For Thomas Barrow (Robert James-Collier), the head Butler, he finds himself at a crossroads of either accepting the loneliness that Mr. Carson (Jim Carter) and Mrs. Hughes (Phyllis Logan) stated would follow him throughout his life (earlier in the series they lamented this fact due to his being a closeted homosexual man in the early 1900’s), and the possibilities that are presented to him in this “new era” of Downton Abbey. Daisey (Sophie McShera) and Andy Parker (Michael Fox) continue to seek to better their station in life, while Anna (Joanne Froggatt) and Mr. Bates (Brendan Coyle) finally get to simply enjoy their lives after overcoming so much adversity in the six season series. For Mrs. Patmore (Lesley Nicol), she finds herself ready for a paramour, and a situation that may just benefit herself in this department, as well as help out Daisy and Andy in the process.

Finally, this leads us to Mr. Carson and the Crawley’s struggles. Mr. Carson is given the best fish-out-of-water story as he accompanies the Crawleys (along with Mr. Bates) to the south of France. A staunch patriot and British royalist, you know that nothing will get under his skin quiet like the French. Just the scene where he needs better clothes and a hat are justification for the entire film. For Lord and Lady Crawley and Crawley children, their struggles are more subtle. Should Lady Edith go back to work at the magazine or simply stay home to run her husband’s estate? Should Mary accept the advances of another man while she finds herself more isolated and lonely with her husband Henry often away for long stretches of time spent on his passion of cars?
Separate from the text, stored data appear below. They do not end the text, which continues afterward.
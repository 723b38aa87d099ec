//! Simulation errors

use thiserror::Error;

/// Result type for league simulation
pub type Result<T> = std::result::Result<T, SimError>;

/// Everything that can stop a run before (or while) seasons are simulated.
#[derive(Debug, Error)]
pub enum SimError {
    #[error("roster is empty")]
    EmptyRoster,

    #[error("number of seasons must be at least 1")]
    NoSeasons,

    #[error("luck must be a finite value > 0, got {0}")]
    InvalidLuck(f64),

    #[error("strength standard deviation must be a finite value >= 0, got {0}")]
    InvalidStrengthSd(f64),

    #[error("home field advantage must be finite, got {0}")]
    InvalidHomeField(f64),

    #[error("roster must contain exactly two conferences, found {found}")]
    ConferenceCount { found: usize },

    #[error("conference {conference} has {teams} teams, at least 7 are needed for playoff seeding")]
    ConferenceTooSmall { conference: String, teams: usize },

    #[error("duplicate team id {0} in roster")]
    DuplicateTeamId(u32),

    #[error("failed to build strength distribution: {0}")]
    Distribution(String),

    #[error("failed to build worker pool: {0}")]
    ThreadPool(#[from] rayon::ThreadPoolBuildError),

    #[error("failed to serialize results: {0}")]
    Serialization(#[from] serde_json::Error),
}

impl SimError {
    /// True for errors caused by bad inputs rather than the environment.
    pub fn is_configuration(&self) -> bool {
        !matches!(
            self,
            SimError::Distribution(_) | SimError::ThreadPool(_) | SimError::Serialization(_)
        )
    }
}

#[cfg(feature = "python")]
impl From<SimError> for pyo3::PyErr {
    fn from(err: SimError) -> Self {
        if err.is_configuration() {
            pyo3::exceptions::PyValueError::new_err(err.to_string())
        } else {
            pyo3::exceptions::PyRuntimeError::new_err(err.to_string())
        }
    }
}
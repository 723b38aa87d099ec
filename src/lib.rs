//! Season Core - Monte Carlo simulation of a professional football league.
//!
//! Each season draws team strengths, builds a schedule, plays it out and runs
//! a reseeding seven-team playoff per conference into a neutral-site final.
//! Python bindings via PyO3 are available behind the `python` feature.

#[cfg(feature = "python")]
use pyo3::prelude::*;

pub mod constants;
pub mod error;
pub mod league;
pub mod params;
pub mod playoffs;
pub mod report;
pub mod roster;
pub mod schedule;
pub mod season;
pub mod team;
pub mod win_prob;

pub use constants::{
    DEFAULT_HOME_FIELD, DEFAULT_LUCK, DEFAULT_STRENGTH_SD, GAMES_PER_TEAM, PLAYOFF_SEEDS,
};
pub use error::{Result, SimError};
pub use league::{run, League, SeasonResult};
pub use params::Params;
pub use playoffs::{run_playoffs, ConferenceBracket, MatchResult, PlayoffBracket};
pub use report::{build_reports, championship_counts, to_json, SeasonReport};
pub use roster::default_roster;
pub use schedule::{generate_schedule, Game};
pub use season::Season;
pub use team::Team;
pub use win_prob::calculate_win_prob;

/// Home team's win probability.
#[cfg(feature = "python")]
#[pyfunction]
#[pyo3(signature = (home_strength, away_strength, hfa = DEFAULT_HOME_FIELD, luck = DEFAULT_LUCK))]
fn py_calculate_win_prob(
    home_strength: f64,
    away_strength: f64,
    hfa: f64,
    luck: f64,
) -> PyResult<f64> {
    if !luck.is_finite() || luck <= 0.0 {
        return Err(SimError::InvalidLuck(luck).into());
    }
    Ok(calculate_win_prob(home_strength, away_strength, hfa, luck))
}

/// The reference 32-team roster.
#[cfg(feature = "python")]
#[pyfunction]
fn py_default_roster() -> Vec<Team> {
    default_roster()
}

/// Serialize season results as pretty JSON.
#[cfg(feature = "python")]
#[pyfunction]
fn py_results_to_json(results: Vec<SeasonResult>) -> PyResult<String> {
    Ok(to_json(&results)?)
}

/// Titles per team, most first.
#[cfg(feature = "python")]
#[pyfunction]
fn py_championship_counts(results: Vec<SeasonResult>) -> Vec<(String, usize)> {
    championship_counts(&results)
}

/// Python module definition
#[cfg(feature = "python")]
#[pymodule]
fn season_core(m: &Bound<'_, PyModule>) -> PyResult<()> {
    // Classes
    m.add_class::<Team>()?;
    m.add_class::<Params>()?;
    m.add_class::<League>()?;
    m.add_class::<SeasonResult>()?;
    m.add_class::<MatchResult>()?;
    m.add_class::<ConferenceBracket>()?;
    m.add_class::<PlayoffBracket>()?;

    // Functions
    m.add_function(wrap_pyfunction!(py_calculate_win_prob, m)?)?;
    m.add_function(wrap_pyfunction!(py_default_roster, m)?)?;
    m.add_function(wrap_pyfunction!(py_results_to_json, m)?)?;
    m.add_function(wrap_pyfunction!(py_championship_counts, m)?)?;

    // Constants
    m.add("GAMES_PER_TEAM", GAMES_PER_TEAM)?;
    m.add("PLAYOFF_SEEDS", PLAYOFF_SEEDS)?;
    m.add("DEFAULT_STRENGTH_SD", DEFAULT_STRENGTH_SD)?;
    m.add("DEFAULT_HOME_FIELD", DEFAULT_HOME_FIELD)?;
    m.add("DEFAULT_LUCK", DEFAULT_LUCK)?;

    Ok(())
}
//! Admin handlers for individual reels.

use axum::extract::{Path, State};
use axum::http::StatusCode;
use axum::response::IntoResponse;
use axum::Json;
use montage_core::catalog::validate_reel_input;
use montage_core::types::DbId;
use montage_db::models::reel::UpdateReel;
use montage_db::repositories::ReelRepo;

use crate::error::{AppError, AppResult};
use crate::middleware::rbac::RequireAdmin;
use crate::response::DataResponse;
use crate::state::AppState;

/// PUT /api/v1/admin/reels/{id}
pub async fn update(
    RequireAdmin(admin): RequireAdmin,
    State(state): State<AppState>,
    Path(id): Path<DbId>,
    Json(input): Json<UpdateReel>,
) -> AppResult<impl IntoResponse> {
    validate_reel_input(&input.name, &input.source_url)?;
    let reel = ReelRepo::update(&state.pool, id, &input)
        .await?
        .ok_or_else(|| AppError::not_found("Reel", id))?;

    tracing::info!(admin_id = admin.admin_id, reel_id = id, "Reel updated");
    Ok(Json(DataResponse { data: reel }))
}

/// DELETE /api/v1/admin/reels/{id}
pub async fn delete(
    RequireAdmin(admin): RequireAdmin,
    State(state): State<AppState>,
    Path(id): Path<DbId>,
) -> AppResult<StatusCode> {
    if !ReelRepo::delete(&state.pool, id).await? {
        return Err(AppError::not_found("Reel", id));
    }
    tracing::info!(admin_id = admin.admin_id, reel_id = id, "Reel deleted");
    Ok(StatusCode::NO_CONTENT)
}
//! First-start seeding of the default admin and the demo catalog.
//!
//! Each part is skipped when its table already has rows, so the routine can
//! run on every process start.

use montage_core::seed::{demo_catalog, DEFAULT_ADMIN_USERNAME};
use sqlx::PgPool;

/// What a call to [`seed_defaults`] inserted.
#[derive(Debug, Clone, Copy, Default, PartialEq, Eq)]
pub struct SeedReport {
    pub admin_created: bool,
    pub assets_inserted: usize,
    pub reels_inserted: usize,
}

/// Insert the default admin if no admin exists, and the demo catalog if no
/// asset exists. Runs in a single transaction.
///
/// `admin_password_hash` must already be an Argon2 PHC string.
pub async fn seed_defaults(
    pool: &PgPool,
    admin_password_hash: &str,
) -> Result<SeedReport, sqlx::Error> {
    let mut tx = pool.begin().await?;
    let mut report = SeedReport::default();

    let (admin_count,): (i64,) = sqlx::query_as("SELECT COUNT(*) FROM admins")
        .fetch_one(&mut *tx)
        .await?;
    if admin_count == 0 {
        sqlx::query("INSERT INTO admins (username, password_hash) VALUES ($1, $2)")
            .bind(DEFAULT_ADMIN_USERNAME)
            .bind(admin_password_hash)
            .execute(&mut *tx)
            .await?;
        report.admin_created = true;
        tracing::info!(username = DEFAULT_ADMIN_USERNAME, "Created default admin account");
    }

    let (asset_count,): (i64,) = sqlx::query_as("SELECT COUNT(*) FROM assets")
        .fetch_one(&mut *tx)
        .await?;
    if asset_count == 0 {
        for asset in demo_catalog() {
            let (asset_id,): (i64,) = sqlx::query_as(
                "INSERT INTO assets (name, kind, source_url, duration_minutes, duration_seconds, \
                                     per_minute_rate, per_reel_rate, flat_rate) \
                 VALUES ($1, $2, $3, $4, $5, $6, $7, $8) \
                 RETURNING id",
            )
            .bind(asset.name)
            .bind(asset.kind)
            .bind(asset.source_url)
            .bind(asset.duration_minutes)
            .bind(asset.duration_seconds)
            .bind(asset.per_minute_rate)
            .bind(asset.per_reel_rate)
            .bind(asset.flat_rate)
            .fetch_one(&mut *tx)
            .await?;

            for reel in asset.reels {
                sqlx::query("INSERT INTO reels (asset_id, name, source_url) VALUES ($1, $2, $3)")
                    .bind(asset_id)
                    .bind(reel.name)
                    .bind(reel.source_url)
                    .execute(&mut *tx)
                    .await?;
                report.reels_inserted += 1;
            }
            report.assets_inserted += 1;
        }
        tracing::info!(
            assets = report.assets_inserted,
            reels = report.reels_inserted,
            "Inserted demo catalog"
        );
    }

    tx.commit().await?;
    Ok(report)
}
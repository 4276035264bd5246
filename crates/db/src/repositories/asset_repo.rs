//! Repository for the `assets` table.

use montage_core::types::DbId;
use sqlx::PgPool;

use crate::models::asset::{Asset, AssetWithReelCount, CreateAsset, UpdateAsset};

/// Column list shared across queries to avoid repetition.
const COLUMNS: &str = "id, name, kind, source_url, duration_minutes, duration_seconds, \
                       per_minute_rate, per_reel_rate, flat_rate, created_at, updated_at";

/// Asset columns plus a correlated reel count, read in a single statement.
const PRICED_SELECT: &str = "SELECT a.id, a.name, a.kind, a.source_url, \
                                    a.duration_minutes, a.duration_seconds, \
                                    a.per_minute_rate, a.per_reel_rate, a.flat_rate, \
                                    a.created_at, a.updated_at, \
                                    (SELECT COUNT(*) FROM reels r WHERE r.asset_id = a.id) \
                                        AS reel_count \
                             FROM assets a";

/// Provides CRUD operations for assets.
pub struct AssetRepo;

impl AssetRepo {
    /// Insert a new asset, returning the created row.
    pub async fn create(pool: &PgPool, input: &CreateAsset) -> Result<Asset, sqlx::Error> {
        let query = format!(
            "INSERT INTO assets (name, kind, source_url, duration_minutes, duration_seconds, \
                                 per_minute_rate, per_reel_rate, flat_rate) \
             VALUES ($1, $2, $3, $4, $5, $6, $7, $8) \
             RETURNING {COLUMNS}"
        );
        sqlx::query_as::<_, Asset>(&query)
            .bind(&input.name)
            .bind(&input.kind)
            .bind(&input.source_url)
            .bind(input.duration_minutes)
            .bind(input.duration_seconds)
            .bind(input.per_minute_rate)
            .bind(input.per_reel_rate)
            .bind(input.flat_rate)
            .fetch_one(pool)
            .await
    }

    /// Find an asset by its internal ID.
    pub async fn find_by_id(pool: &PgPool, id: DbId) -> Result<Option<Asset>, sqlx::Error> {
        let query = format!("SELECT {COLUMNS} FROM assets WHERE id = $1");
        sqlx::query_as::<_, Asset>(&query)
            .bind(id)
            .fetch_optional(pool)
            .await
    }

    /// Find an asset together with its current reel count.
    pub async fn find_with_reel_count(
        pool: &PgPool,
        id: DbId,
    ) -> Result<Option<AssetWithReelCount>, sqlx::Error> {
        let query = format!("{PRICED_SELECT} WHERE a.id = $1");
        sqlx::query_as::<_, AssetWithReelCount>(&query)
            .bind(id)
            .fetch_optional(pool)
            .await
    }

    /// List every asset with its reel count, oldest first.
    pub async fn list_with_reel_counts(
        pool: &PgPool,
    ) -> Result<Vec<AssetWithReelCount>, sqlx::Error> {
        let query = format!("{PRICED_SELECT} ORDER BY a.created_at, a.id");
        sqlx::query_as::<_, AssetWithReelCount>(&query)
            .fetch_all(pool)
            .await
    }

    /// Replace every editable field of an asset.
    ///
    /// Returns `None` if no row with the given `id` exists.
    pub async fn update(
        pool: &PgPool,
        id: DbId,
        input: &UpdateAsset,
    ) -> Result<Option<Asset>, sqlx::Error> {
        let query = format!(
            "UPDATE assets SET \
                name = $2, \
                kind = $3, \
                source_url = $4, \
                duration_minutes = $5, \
                duration_seconds = $6, \
                per_minute_rate = $7, \
                per_reel_rate = $8, \
                flat_rate = $9 \
             WHERE id = $1 \
             RETURNING {COLUMNS}"
        );
        sqlx::query_as::<_, Asset>(&query)
            .bind(id)
            .bind(&input.name)
            .bind(&input.kind)
            .bind(&input.source_url)
            .bind(input.duration_minutes)
            .bind(input.duration_seconds)
            .bind(input.per_minute_rate)
            .bind(input.per_reel_rate)
            .bind(input.flat_rate)
            .fetch_optional(pool)
            .await
    }

    /// Hard-delete an asset. Its reels are removed by `ON DELETE CASCADE`.
    ///
    /// Returns `true` if a row was deleted.
    pub async fn delete(pool: &PgPool, id: DbId) -> Result<bool, sqlx::Error> {
        let result = sqlx::query("DELETE FROM assets WHERE id = $1")
            .bind(id)
            .execute(pool)
            .await?;
        Ok(result.rows_affected() > 0)
    }

    /// Total number of assets.
    pub async fn count(pool: &PgPool) -> Result<i64, sqlx::Error> {
        let (count,): (i64,) = sqlx::query_as("SELECT COUNT(*) FROM assets")
            .fetch_one(pool)
            .await?;
        Ok(count)
    }
}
What should Lord Grantham, Robert, think about this unknown relationship his mother had with a French man and the disturbing evidence he learns about the grandson of this French man along the way? What is Cora’s secret and how will it affect the family?

Should Downton Abbey: A New Era end up being the last entry in the Crawley’s story, Fellowes interjects two touching story lines into the proceedings involving both Elizabeth McGovern and Maggie Smith’s characters, which I will not spoil, but in which both women are given the opportunity to shine. Maggie Smith continues to be a global treasure and once again is given all of the best quips of Downton Abbey, as she should.

A more satisfying film than its predecessor, Downton Abbey: A New Era is a fun and tender installment of this beloved franchise. The moniker “A New Era” maybe generous for a film that at this point is winding down after six seasons and a first film. It maybe simply offering comfort food to those who already indulge at its buffet, but the meal is still delightful. It is also, chronologically speaking, the “end of an era” as we all know what awaits the world in 1929 and the subsequent decade and a half to follow. Will the Crawleys be able to continue their extravagance into the Great Depression and World War II? They did survive World War I and the Spanish Flu, so anything is possible. For now, let us simply hang out with Crawleys, both at their home and the south of France, enjoying one another’s company. Let us party like its 1928! There may, or not, be another installment in the Crawley’s future, so put on the tea and let the latest conversation of Downton Abbey begin. The future of Downton Abbey and another sequel will take care of its self.